You already know the positive changes that cycling brings about in your body, but it’s not all advantages. There are also “negative” or not-so-positive effects (depending on how you look at it) that sooner or later become apparent. Especially if you spend a lot of time on the saddle and if you train hard for racing or self-improvement.
Let’s start where we left off, with muscular imbalance: a noticeable difference between the lower and the upper limbs. You can become a kind of “T-Rex cyclist” with very developed leg muscles and much less muscular arms.
Apart from the arms, the trunk is another neglected area not only because we do not work its muscles but also because the fat loss can become so pronounced that we can easily become a human body skeleton for anatomy classes. That is why additional gym exercises are crucial to strengthen the entire trunk and upper limbs.
There can also be a lack of balance in the leg muscles development. The hamstrings work much less than the quadriceps plus they shorten due to pedaling, so stretching, massage and specific gym training is required. Muscle shortening means that sometimes when you stand up after sitting for a long time or bend your leg after having it stretched out on the couch or in bed for a long time, the muscle becomes stiff and you’ll need to do some stretches or have someone help you stretch your leg.
Pain is something a cyclist gets used to. There are many types of pain on the bike:
Neck and shoulder pain due to the body position and carrying too much weight on the arms. Can be corrected by adjusting the position on the bike.
Leg pain when going up stairs or steep slopes. Don’t be surprised if you start complaining or grimacing when climbing a flight of stairs and ask yourself: “What is the slope gradient here!?”
But among all the pains there is one that really takes the prize, especially when you start cycling: the pain in the butt and crotch. It can be awful and scare you away from the bike after the first serious ride. The butt gets used to it and the pain goes away or at least decreases with time. It can be avoided by choosing good bib shorts, a proper saddle and the right position on the bike.
Another very common effect in this area is numbness. Be careful, get off the saddle and use the same solution as for the pain in the buttocks: bib shorts, saddle and correct position. This area may also be exposed to other problems due to chafing. Redness, itching, pimples and even wounds can ruin a day on the bike and the next few weeks if you don’t have a good pair of bib shorts or you’re not wearing them correctly (remember not to use underwear). Apply some cream before riding (there are specific chafing/chamois creams against friction) and also after showering to keep it moisturized.

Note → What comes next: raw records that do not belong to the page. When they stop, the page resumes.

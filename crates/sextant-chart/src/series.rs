//! Ordered sample storage.
//!
//! A [`Series`] only ever grows at the end: every appended sample must have an
//! `x` no smaller than the current maximum. Index lookup relies on that order.

use std::cell::RefCell;
use std::rc::Rc;

use crate::error::{ChartError, ChartResult};

/// One `(x, y)` data point.
#[derive(Debug, Clone, Copy, PartialEq, Default)]
pub struct Sample {
    pub x: f64,
    pub y: f64,
}

impl Sample {
    pub const fn new(x: f64, y: f64) -> Self {
        Self { x, y }
    }
}

impl From<(f64, f64)> for Sample {
    fn from((x, y): (f64, f64)) -> Self {
        Self { x, y }
    }
}

/// Data-space bounding box of one or more series.
#[derive(Debug, Clone, Copy, PartialEq)]
pub struct DataExtents {
    pub x_min: f64,
    pub x_max: f64,
    pub y_min: f64,
    pub y_max: f64,
}

impl DataExtents {
    /// Smallest extents covering both.
    pub fn union(self, other: DataExtents) -> DataExtents {
        DataExtents {
            x_min: self.x_min.min(other.x_min),
            x_max: self.x_max.max(other.x_max),
            y_min: self.y_min.min(other.y_min),
            y_max: self.y_max.max(other.y_max),
        }
    }
}

/// Series shared between the caller and the bindings that draw it.
pub type SharedSeries = Rc<RefCell<Series>>;

/// A named, x-ordered list of samples with running statistics.
#[derive(Debug, Clone)]
pub struct Series {
    name: String,
    samples: Vec<Sample>,
    y_sum: f64,
    y_min: f64,
    y_max: f64,
    sample_spacing: Option<f64>,
    revision: u64,
}

impl Default for Series {
    fn default() -> Self {
        Self::new("")
    }
}

impl Series {
    /// Create an empty series.
    pub fn new(name: impl Into<String>) -> Self {
        Self {
            name: name.into(),
            samples: Vec::new(),
            y_sum: 0.0,
            y_min: f64::INFINITY,
            y_max: f64::NEG_INFINITY,
            sample_spacing: None,
            revision: 0,
        }
    }

    /// Create a series from an initial list, rejecting out-of-order input.
    pub fn from_samples<I, S>(name: impl Into<String>, samples: I) -> ChartResult<Self>
    where
        I: IntoIterator<Item = S>,
        S: Into<Sample>,
    {
        let mut series = Self::new(name);
        series.extend(samples)?;
        Ok(series)
    }

    /// Declare the nominal distance between samples, used for box widths.
    pub fn with_sample_spacing(mut self, spacing: f64) -> Self {
        self.set_sample_spacing(Some(spacing));
        self
    }

    /// Wrap into a [`SharedSeries`].
    pub fn shared(self) -> SharedSeries {
        Rc::new(RefCell::new(self))
    }

    pub fn name(&self) -> &str {
        &self.name
    }

    pub fn set_name(&mut self, name: impl Into<String>) {
        self.name = name.into();
        self.revision += 1;
    }

    /// Declared sample spacing, if any. Non-positive or non-finite values are
    /// ignored.
    pub fn sample_spacing(&self) -> Option<f64> {
        self.sample_spacing
    }

    pub fn set_sample_spacing(&mut self, spacing: Option<f64>) {
        self.sample_spacing = spacing.filter(|s| s.is_finite() && *s > 0.0);
        self.revision += 1;
    }

    /// Append one sample.
    ///
    /// # Errors
    ///
    /// [`ChartError::SeriesOrdering`] if `x` is below the current maximum `x`
    /// (or NaN). The series is left unchanged.
    pub fn append(&mut self, x: f64, y: f64) -> ChartResult<()> {
        self.check_order(x, self.x_max())?;
        self.push_unchecked(Sample { x, y });
        self.revision += 1;
        Ok(())
    }

    /// Append many samples, all or nothing.
    pub fn extend<I, S>(&mut self, samples: I) -> ChartResult<()>
    where
        I: IntoIterator<Item = S>,
        S: Into<Sample>,
    {
        let incoming: Vec<Sample> = samples.into_iter().map(Into::into).collect();

        let mut max_x = self.x_max();
        for sample in &incoming {
            self.check_order(sample.x, max_x)?;
            max_x = Some(sample.x);
        }

        if incoming.is_empty() {
            return Ok(());
        }
        self.samples.reserve(incoming.len());
        for sample in incoming {
            self.push_unchecked(sample);
        }
        self.revision += 1;
        Ok(())
    }

    /// Remove every sample.
    pub fn clear(&mut self) {
        self.samples.clear();
        self.y_sum = 0.0;
        self.y_min = f64::INFINITY;
        self.y_max = f64::NEG_INFINITY;
        self.revision += 1;
    }

    fn check_order(&self, x: f64, max_x: Option<f64>) -> ChartResult<()> {
        match max_x {
            Some(max_x) if x.is_nan() || x < max_x => {
                Err(ChartError::SeriesOrdering { x, max_x })
            }
            None if x.is_nan() => Err(ChartError::SeriesOrdering {
                x,
                max_x: f64::NEG_INFINITY,
            }),
            _ => Ok(()),
        }
    }

    fn push_unchecked(&mut self, sample: Sample) {
        self.y_sum += sample.y;
        self.y_min = self.y_min.min(sample.y);
        self.y_max = self.y_max.max(sample.y);
        self.samples.push(sample);
    }

    #[inline]
    pub fn len(&self) -> usize {
        self.samples.len()
    }

    #[inline]
    pub fn is_empty(&self) -> bool {
        self.samples.is_empty()
    }

    #[inline]
    pub fn get(&self, index: usize) -> Option<Sample> {
        self.samples.get(index).copied()
    }

    #[inline]
    pub fn samples(&self) -> &[Sample] {
        &self.samples
    }

    pub fn x_min(&self) -> Option<f64> {
        self.samples.first().map(|s| s.x)
    }

    pub fn x_max(&self) -> Option<f64> {
        self.samples.last().map(|s| s.x)
    }

    pub fn y_min(&self) -> Option<f64> {
        (!self.is_empty()).then_some(self.y_min)
    }

    pub fn y_max(&self) -> Option<f64> {
        (!self.is_empty()).then_some(self.y_max)
    }

    pub fn y_sum(&self) -> f64 {
        self.y_sum
    }

    pub fn y_mean(&self) -> Option<f64> {
        (!self.is_empty()).then(|| self.y_sum / self.len() as f64)
    }

    /// Bounding box of all samples, `None` when empty.
    pub fn extents(&self) -> Option<DataExtents> {
        Some(DataExtents {
            x_min: self.x_min()?,
            x_max: self.x_max()?,
            y_min: self.y_min()?,
            y_max: self.y_max()?,
        })
    }

    /// Counter bumped on every mutation.
    pub fn revision(&self) -> u64 {
        self.revision
    }

    /// Highest index `i` with `samples[i].x < x`.
    ///
    /// Returns `0` when `x` is at or below the first sample and `len - 1` when
    /// above the last. Tries an O(1) guess assuming uniform spacing before
    /// falling back to [`bisect_index`](Self::bisect_index).
    pub fn index_for_x_val(&self, x: f64) -> usize {
        let n = self.samples.len();
        if n == 0 {
            return 0;
        }
        let first = self.samples[0].x;
        let last = self.samples[n - 1].x;
        if !(x > first) {
            return 0;
        }
        if x > last {
            return n - 1;
        }

        let avg_step = (last - first) / (n - 1) as f64;
        if avg_step > 0.0 && avg_step.is_finite() {
            let guess = ((x - first) / avg_step).floor();
            if guess.is_finite() {
                let guess = (guess.max(0.0) as usize).min(n - 2);
                if self.samples[guess].x < x && x <= self.samples[guess + 1].x {
                    return guess;
                }
            }
        }

        self.bisect_index(x)
    }

    /// Bisection-only form of [`index_for_x_val`](Self::index_for_x_val).
    pub fn bisect_index(&self, x: f64) -> usize {
        self.samples
            .partition_point(|s| s.x < x)
            .saturating_sub(1)
            .min(self.samples.len().saturating_sub(1))
    }

    /// Number of samples with `lo <= x <= hi`.
    pub fn visible_count(&self, lo: f64, hi: f64) -> usize {
        let (lo, hi) = if lo <= hi { (lo, hi) } else { (hi, lo) };
        let start = self.samples.partition_point(|s| s.x < lo);
        let end = self.samples.partition_point(|s| s.x <= hi);
        end.saturating_sub(start)
    }
}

Speaking of creams, there is one more area of your body that needs special attention: your hands. The more time you spend holding the handlebars, the more tanned your hands will get. The solution is wearing gloves, which will also help you avoid numbness and protect you in case of a fall. Besides, use special creams to take proper care of your hands as otherwise they will never be soft and delicate.
Sunscreens, however, won’t protect you from getting different shades of uneven tan. That doesn’t mean you shouldn’t use sunscreen – quite the opposite – you should use it at all times. The more time you spend on a bike, the better protection you’ll need. But sunscreens have their limits and we’ll most likely end up with streaks and stripes all over our skin. For mere mortals, our weird, patchy tan marks don’t make sense and draw stares at the pool or beach, but among cyclists they are a source of pride, like the scars of the main character in Jaws. Here are just a few of those signature tan lines:
Start getting used to having white feet like the famous Two Socks wolf in the movie Dances with Wolves. And depending on the height of the sock you wear, the white tone will go up the leg.

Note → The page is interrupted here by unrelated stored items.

impl Axes {
    /// Unit data range, rational ticks, no grid, estimated font metrics.
    pub fn new() -> Self {
        let mut axes = Self {
            explicit_x: (0.0, 1.0),
            explicit_y: (0.0, 1.0),
            x: (0.0, 1.0),
            y: (0.0, 1.0),
            auto_fit: AutoFit::empty(),
            x_tick: 0.25,
            y_tick: 0.25,
            rational_ticks: true,
            x_grid: false,
            y_grid: false,
            x_title: None,
            y_title: None,
            style: AxesStyle::default(),
            format: LabelFormat::default(),
            viewport: Rect::UNIT,
            device_size: Vec2::ONE,
            metrics: Rc::new(EstimatedMetrics),
            area: Cell::new(None),
            range_selection: false,
            range_anchor: None,
            range: None,
            revision: 0,
        };
        axes.set_rational_ticks();
        axes
    }

    pub fn with_data_bounds(mut self, x_min: f64, x_max: f64, y_min: f64, y_max: f64) -> Self {
        self.set_data_bounds(x_min, x_max, y_min, y_max);
        self
    }

    pub fn with_auto_fit(mut self, auto_fit: AutoFit) -> Self {
        self.set_auto_fit(auto_fit);
        self
    }

    pub fn with_grid(mut self, x: bool, y: bool) -> Self {
        self.set_grid(x, y);
        self
    }

    pub fn with_titles(mut self, x: Option<&str>, y: Option<&str>) -> Self {
        self.set_titles(x, y);
        self
    }

    /// Invalid styles are logged and ignored; use [`set_style`](Self::set_style)
    /// to get the error.
    pub fn with_style(mut self, style: AxesStyle) -> Self {
        if let Err(err) = self.set_style(style) {
            tracing::warn!(%err, "axes style rejected");
        }
        self
    }

    pub fn with_metrics(mut self, metrics: Rc<dyn TextMetrics>) -> Self {
        self.set_metrics(metrics);
        self
    }

    pub fn with_range_selection(mut self, enabled: bool) -> Self {
        self.range_selection = enabled;
        self
    }

    /// Wrap into a [`SharedAxes`].
    pub fn shared(self) -> SharedAxes {
        Rc::new(RefCell::new(self))
    }

    fn invalidate(&mut self) {
        self.area.set(None);
        self.revision += 1;
    }

    /// Counter bumped whenever the data range or graph geometry may have
    /// moved.
    pub fn revision(&self) -> u64 {
        self.revision
    }

    /// Store explicit bounds. Reversed, non-finite or degenerate ranges are
    /// normalized.
    pub fn set_data_bounds(&mut self, x_min: f64, x_max: f64, y_min: f64, y_max: f64) {
        self.explicit_x = normalize_range(x_min, x_max);
        self.explicit_y = normalize_range(y_min, y_max);
        self.x = self.explicit_x;
        self.y = self.explicit_y;
        if self.rational_ticks {
            self.recompute_ticks();
        }
        tracing::debug!(x = ?self.x, y = ?self.y, "axes data bounds set");
        self.invalidate();
    }

    pub fn x_range(&self) -> (f64, f64) {
        self.x
    }

    pub fn y_range(&self) -> (f64, f64) {
        self.y
    }

    pub fn auto_fit(&self) -> AutoFit {
        self.auto_fit
    }

    pub fn set_auto_fit(&mut self, auto_fit: AutoFit) {
        self.auto_fit = auto_fit;
    }

    /// Move auto-fitted edges to `extents`; pinned edges keep their explicit
    /// value. Returns whether the range changed.
    pub fn fit_to(&mut self, extents: Option<DataExtents>) -> bool {
        let Some(extents) = extents else {
            return false;
        };
        if self.auto_fit.is_empty() {
            return false;
        }

        let pick = |flag: AutoFit, fitted: f64, explicit: f64| {
            if self.auto_fit.contains(flag) { fitted } else { explicit }
        };
        let x = normalize_range(
            pick(AutoFit::MIN_X, extents.x_min, self.explicit_x.0),
            pick(AutoFit::MAX_X, extents.x_max, self.explicit_x.1),
        );
        let y = normalize_range(
            pick(AutoFit::MIN_Y, extents.y_min, self.explicit_y.0),
            pick(AutoFit::MAX_Y, extents.y_max, self.explicit_y.1),
        );

        if x == self.x && y == self.y {
            return false;
        }
        self.x = x;
        self.y = y;
        if self.rational_ticks {
            self.recompute_ticks();
        }
        tracing::debug!(x = ?self.x, y = ?self.y, "axes auto-fitted");
        self.invalidate();
        true
    }

    /// Pick "nice" spacings for both axes and keep doing so as the range
    /// changes.
    pub fn set_rational_ticks(&mut self) {
        self.rational_ticks = true;
        self.recompute_ticks();
        self.invalidate();
    }

    fn recompute_ticks(&mut self) {
        self.x_tick = rational_tick_spacing(self.x.0, self.x.1);
        self.y_tick = rational_tick_spacing(self.y.0, self.y.1);
    }

    /// Fixed spacings. An invalid spacing falls back to the rational one for
    /// that axis.
    pub fn set_tick_spacing(&mut self, x: f64, y: f64) {
        self.rational_ticks = false;
        self.x_tick = valid_spacing(x, self.x);
        self.y_tick = valid_spacing(y, self.y);
        self.invalidate();
    }

    pub fn x_tick_spacing(&self) -> f64 {
        self.x_tick
    }

    pub fn y_tick_spacing(&self) -> f64 {
        self.y_tick
    }

    pub fn set_grid(&mut self, x: bool, y: bool) {
        self.x_grid = x;
        self.y_grid = y;
    }

    pub fn grid(&self) -> (bool, bool) {
        (self.x_grid, self.y_grid)
    }

    pub fn set_titles(&mut self, x: Option<&str>, y: Option<&str>) {
        self.x_title = x.map(str::to_owned);
        self.y_title = y.map(str::to_owned);
        self.invalidate();
    }

    pub fn style(&self) -> &AxesStyle {
        &self.style
    }

    pub fn set_style(&mut self, style: AxesStyle) -> ChartResult<()> {
        style.validate()?;
        self.style = style;
        self.invalidate();
        Ok(())
    }

    pub fn set_metrics(&mut self, metrics: Rc<dyn TextMetrics>) {
        self.metrics = metrics;
        self.invalidate();
    }

    pub fn label_format(&self) -> LabelFormat {
        self.format
    }

    /// Device rectangle of the owning element and the canvas size. No-op when
    /// nothing changed.
    pub fn set_viewport(&mut self, viewport: Rect, device_size: Vec2) {
        if self.viewport == viewport && self.device_size == device_size {
            return;
        }
        self.viewport = viewport;
        self.device_size = device_size;
        self.invalidate();
    }

    pub fn viewport(&self) -> Rect {
        self.viewport
    }

    pub fn device_size(&self) -> Vec2 {
        self.device_size
    }

    /// Graph area, recomputed if any input changed since the last call.
    pub fn graph_area(&self) -> GraphArea {
        if let Some(area) = self.area.get() {
            return area;
        }
        profile_function!();
        let area = self.compute_layout();
        tracing::trace!(?area, "axes layout");
        self.area.set(Some(area));
        area
    }

    fn compute_layout(&self) -> GraphArea {
        let style = &self.style;
        let font = style.font_size;
        let text_height = self.metrics.text_height(font);

        let widest = |range: (f64, f64), spacing: f64| {
            label_values(range, spacing)
                .map(|v| self.metrics.text_width(&self.format.format(v), font))
                .fold(0.0f32, f32::max)
        };
        let widest_y = widest(self.y, self.y_tick);
        let widest_x = widest(self.x, self.x_tick);

        let mut left_margin = style.padding + widest_y + style.label_gap + style.tick_length;
        if self.y_title.is_some() {
            left_margin += text_height + style.label_gap;
        }
        let mut bottom_margin = style.padding + text_height + style.label_gap + style.tick_length;
        if self.x_title.is_some() {
            bottom_margin += text_height + style.label_gap;
        }
        let top_margin = style.padding + text_height / 2.0;
        let right_margin = style.padding + widest_x / 2.0;

        GraphArea {
            left: self.viewport.x + left_margin,
            top: self.viewport.y + top_margin,
            width: (self.viewport.width - left_margin - right_margin).max(1.0),
            height: (self.viewport.height - top_margin - bottom_margin).max(1.0),
        }
    }

    pub fn data_to_device_x(&self, x: f64) -> f32 {
        let area = self.graph_area();
        let (lo, hi) = self.x;
        (area.left as f64 + (x - lo) / (hi - lo) * area.width as f64) as f32
    }

    pub fn data_to_device_y(&self, y: f64) -> f32 {
        let area = self.graph_area();
        let (lo, hi) = self.y;
        (area.bottom() as f64 - (y - lo) / (hi - lo) * area.height as f64) as f32
    }

    pub fn device_to_data_x(&self, px: f32) -> f64 {
        let area = self.graph_area();
        let (lo, hi) = self.x;
        lo + (px - area.left) as f64 / area.width as f64 * (hi - lo)
    }

    pub fn device_to_data_y(&self, py: f32) -> f64 {
        let area = self.graph_area();
        let (lo, hi) = self.y;
        lo + (area.bottom() - py) as f64 / area.height as f64 * (hi - lo)
    }

    pub fn data_to_device(&self, point: DVec2) -> Vec2 {
        Vec2::new(self.data_to_device_x(point.x), self.data_to_device_y(point.y))
    }

    pub fn device_to_data(&self, point: Vec2) -> DVec2 {
        DVec2::new(self.device_to_data_x(point.x), self.device_to_data_y(point.y))
    }

    pub fn data_to_bounds(&self, point: DVec2) -> Vec2 {
        let device = self.data_to_device(point);
        Vec2::new(
            ratio(device.x, self.device_size.x),
            ratio(device.y, self.device_size.y),
        )
    }

    pub fn bounds_to_data(&self, point: Vec2) -> DVec2 {
        self.device_to_data(point * self.device_size)
    }

    /// Device x distance covered by `dx` data units.
    pub fn data_width_to_device(&self, dx: f64) -> f32 {
        let (lo, hi) = self.x;
        (dx / (hi - lo) * self.graph_area().width as f64) as f32
    }

    /// Major and minor ticks for both axes, anchored at data zero (or the
    /// nearest graph edge when zero is out of range).
    pub fn ticks(&self) -> AxisTicks {
        let area = self.graph_area();
        let minor = self.style.minor_ticks;

        let x_anchor = 0f64.clamp(self.x.0, self.x.1);
        let x_walk = TickWalk {
            anchor: (self.data_to_device_x(x_anchor) - area.left) as f64,
            step: self.data_width_to_device(self.x_tick) as f64,
            lo: 0.0,
            hi: area.width as f64,
            minor,
        };
        let x = x_walk
            .walk()
            .into_iter()
            .map(|t| self.tick(area.left + t.position as f32, x_anchor, self.x_tick, t))
            .collect();

        // Walk upward from the bottom edge so positive values go up.
        let y_anchor = 0f64.clamp(self.y.0, self.y.1);
        let y_step = self.y_tick / (self.y.1 - self.y.0) * area.height as f64;
        let y_walk = TickWalk {
            anchor: (area.bottom() - self.data_to_device_y(y_anchor)) as f64,
            step: y_step,
            lo: 0.0,
            hi: area.height as f64,
            minor,
        };
        let y = y_walk
            .walk()
            .into_iter()
            .map(|t| self.tick(area.bottom() - t.position as f32, y_anchor, self.y_tick, t))
            .collect();

        AxisTicks { x, y }
    }

    fn tick(&self, position: f32, anchor: f64, spacing: f64, walked: WalkedTick) -> Tick {
        let value = anchor + walked.steps * spacing;
        Tick {
            position,
            value,
            kind: walked.kind,
            label: (walked.kind == TickKind::Major).then(|| self.format.format(value)),
        }
    }

    /// Gridline segments for the axes whose grid flag is set.
    pub fn gridlines(&self) -> Vec<(Vec2, Vec2)> {
        if !self.x_grid && !self.y_grid {
            return Vec::new();
        }
        let area = self.graph_area();
        let ticks = self.ticks();
        let mut lines = Vec::new();
        if self.x_grid {
            lines.extend(ticks.x.iter().filter(|t| t.kind == TickKind::Major).map(|t| {
                (
                    Vec2::new(t.position, area.top),
                    Vec2::new(t.position, area.bottom()),
                )
            }));
        }
        if self.y_grid {
            lines.extend(ticks.y.iter().filter(|t| t.kind == TickKind::Major).map(|t| {
                (
                    Vec2::new(area.left, t.position),
                    Vec2::new(area.right(), t.position),
                )
            }));
        }
        lines
    }

    /// Device bands of the x and y axes: the tick and label strip below and
    /// left of the graph area, overlapping it by the tick length.
    pub fn axis_bands(&self) -> (Rect, Rect) {
        let area = self.graph_area();
        let slack = self.style.tick_length.max(1.0);
        let x_band = Rect::from_corners(
            Vec2::new(area.left, area.bottom() - slack),
            Vec2::new(area.right(), self.viewport.bottom()),
        );
        let y_band = Rect::from_corners(
            Vec2::new(self.viewport.x, area.top),
            Vec2::new(area.left + slack, area.bottom()),
        );
        (x_band, y_band)
    }

    /// Which axis, if any, a device point is near.
    pub fn axis_hit(&self, point: Vec2) -> Option<AxisTarget> {
        let (x_band, y_band) = self.axis_bands();
        if x_band.contains(point) {
            Some(AxisTarget::X)
        } else if y_band.contains(point) {
            Some(AxisTarget::Y)
        } else {
            None
        }
    }

    pub fn range_selection_enabled(&self) -> bool {
        self.range_selection
    }

    pub fn set_range_selection(&mut self, enabled: bool) {
        self.range_selection = enabled;
        if !enabled {
            self.clear_range_selection();
        }
    }

    /// Start a range selection at a bounds-space x.
    pub fn begin_range_selection(&mut self, bounds_x: f32) {
        self.range_anchor = Some(bounds_x);
        let x = self.bounds_x_to_data(bounds_x);
        self.range = Some((x, x));
    }

    /// Extend the selection to a bounds-space x. The pair stays sorted
    /// whichever way the pointer moves.
    pub fn update_range_selection(&mut self, bounds_x: f32) {
        let Some(anchor) = self.range_anchor else {
            return;
        };
        let a = self.bounds_x_to_data(anchor);
        let b = self.bounds_x_to_data(bounds_x);
        self.range = Some((a.min(b), a.max(b)));
    }

    /// Finish the selection. A zero-width selection counts as a click and
    /// clears it.
    pub fn end_range_selection(&mut self, bounds_x: f32) {
        self.update_range_selection(bounds_x);
        self.range_anchor = None;
        if let Some((lo, hi)) = self.range
            && hi <= lo
        {
            self.range = None;
        }
        tracing::debug!(range = ?self.range, "range selection finished");
    }

    pub fn clear_range_selection(&mut self) {
        self.range_anchor = None;
        self.range = None;
    }

    pub fn is_range_dragging(&self) -> bool {
        self.range_anchor.is_some()
    }

    /// Selected data-space `[left, right]`, `(0, 0)` when nothing is selected.
    pub fn selected_range(&self) -> (f64, f64) {
        self.range.unwrap_or((0.0, 0.0))
    }

    /// Device x of the left and right selection markers.
    pub fn range_markers(&self) -> Option<(f32, f32)> {
        let (lo, hi) = self.range?;
        Some((self.data_to_device_x(lo), self.data_to_device_x(hi)))
    }

    fn bounds_x_to_data(&self, bounds_x: f32) -> f64 {
        let x = self.device_to_data_x(bounds_x * self.device_size.x);
        x.clamp(self.x.0, self.x.1)
    }
}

Cycling sunglasses often leave white area around your eyes while the rest of your face is tanned, which might make you look like Spiderman or a spectacled leaf monkey (called this way for a reason, you don’t need visual aid to see where this is going).
The nose will be darker than the rest of the face, and the same will happen to your arms and the quadriceps area of your legs, as those are the areas most directly impacted by the sun.
White hands due to the use of gloves and white stripes on a tanned neck as a result of your body position on the bike.
These marks are left by the sun, but cycling can also leave scars on your body as a result of a fall, accident or injury. Let’s hope that if you do fall or have an accident it’s nothing serious so that you can just patch it up and keep going!
Another effect of cycling is that we get a runny nose more than usual. Especially when we are on the bike, even more so if we are allergic and it’s spring. The runny nose is mostly due to allergies, but the fact that we breathe more intensely and are exposed to cold, humidity and wind, makes us become some real snotty bikers.
In the article about the positive effects of cycling on our body we said that our metabolic rate increases and that makes us hungry. We eat more and make our digestive system work longer and more regularly. All this combined with body movement from exercising and the fact that we eat a healthy diet with loads of vegetables, and it’s no wonder we break wind, float air biscuits or use natural gas power for the climbs.
We hope you had a good laugh with us and, most importantly, that you’re not planning to change sports or stop riding your bike after reading about these “negative” or not-so-positive effects. Everything can be solved following our tips, so keep your spirits up, spring is coming and you have to start working on those tan lines.